Material for this exercise START

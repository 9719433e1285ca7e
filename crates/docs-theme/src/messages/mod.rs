//! Button label and announcement text, rendered with minijinja.

mod filters;
mod renderer;

pub use renderer::Messages;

Material for this exercise END

▶ **Requirement**: Whatever the number of entries above, each one is to be copied exactly.

▶ **Solution to this exercise**:
repository 9719433e1285ca7e
filename crates/docs-theme/src/messages/mod.rs
//! Button label and announcement text, rendered with minijinja.

mod filters;
mod renderer;

pub use renderer::Messages;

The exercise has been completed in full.